Ihre Begeisterung war ansteckend. Vor Eifer hatten sich ihre Wangen gerötet, und nun schaute sie erwartungsvoll Frau Winter an. „Hätten Sie Lust, nein, könnten Sie sich vorstellen, bei der Gründung eines solchen Vereins mitzuwirken?" Frau Winter blickte starr geradeaus, aber man merkte, dass es innerlich in ihr arbeitete. Dann schaute sie Elisa in die Augen und lächelte. „Ja", sagte sie einfach. „Ich glaube, es würde mir große Freude bereiten." Und dann lächelte sie. Und Elisa lächelte zurück.

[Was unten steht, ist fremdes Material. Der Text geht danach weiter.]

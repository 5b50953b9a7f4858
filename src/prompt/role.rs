//! Roles the model is asked to play.

use serde::{Deserialize, Serialize};

use crate::models::TaskType;

/// Persona for one iteration, chosen from the task type.
#[derive(Debug, Clone, Copy, PartialEq, Eq, Hash, Serialize, Deserialize)]
#[serde(rename_all = "lowercase")]
pub enum Role {
    Planner,
    Ideator,
    Critic,
    Editor,
    Researcher,
}

impl Role {
    /// Role that handles a task of the given type.
    ///
    /// Shake-up tasks are handled by the ideator with extra instructions.
    #[must_use]
    pub fn for_task(task_type: TaskType) -> Self {
        match task_type {
            TaskType::Plan => Self::Planner,
            TaskType::Ideate | TaskType::ShakeUpIdea => Self::Ideator,
            TaskType::Critic => Self::Critic,
            TaskType::Edit => Self::Editor,
            TaskType::Research => Self::Researcher,
        }
    }

    /// Lowercase name used inside prompts.
    #[must_use]
    pub fn as_str(&self) -> &'static str {
        match self {
            Self::Planner => "planner",
            Self::Ideator => "ideator",
            Self::Critic => "critic",
            Self::Editor => "editor",
            Self::Researcher => "researcher",
        }
    }

    /// What the role must produce this iteration.
    #[must_use]
    pub fn instruction(&self) -> &'static str {
        match self {
            Self::Planner => {
                "Propose follow-up tasks that move the project forward. \
                 Return JSON with the keys follow_up_tasks (list) and summary."
            }
            Self::Ideator => {
                "Generate business ideas that follow the provided templates. \
                 Return JSON with the keys ideas (list of idea records), follow_up_tasks and summary."
            }
            Self::Critic => {
                "Review the existing ideas and suggest improvements. \
                 Return JSON with the keys ideas (optional list of revisions), \
                 follow_up_tasks (list) and summary."
            }
            Self::Editor => {
                "Polish the selected ideas and state whether they are ready. \
                 Return JSON with the keys ideas (list), follow_up_tasks (optional list) and summary."
            }
            Self::Researcher => {
                "Research the requested topic from what you already know and summarize it briefly. \
                 Return JSON with the keys ideas (optional list of insights or opportunities), \
                 follow_up_tasks (further research or action items) and summary."
            }
        }
    }
}

impl std::fmt::Display for Role {
    fn fmt(&self, f: &mut std::fmt::Formatter<'_>) -> std::fmt::Result {
        f.write_str(self.as_str())
    }
}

„Das finde ich großartig. Ich hole Sie übermorgen um 16 Uhr ab, und dann treffen wir uns zu einer ersten Vorbesprechung. Vielen Dank Frau Winter. Sie packte ihren Laptop wieder ein, stand auf und half Frau Winter beim Aufstehen. Langsam schritten Sie zur Tür, und Frau Winter schloss auf. Sie reichte Elisa die Hand und sagte ,Auf Wiedersehen'. „Ach, nennen Sie mich doch Elisa", sagte diese und hielt noch eine Weile die Hand der älteren Dame. „Und ich heiße Else", sagte sie und lächelte wieder. Erst als sie die junge Frau nicht mehr sehen konnte, schloss sie die Tür und legte die Kette vor. „Übermorgen um vier", murmelte sie vor sich hin, während sie noch immer lächelnd ins Wohnzimmer zurückging.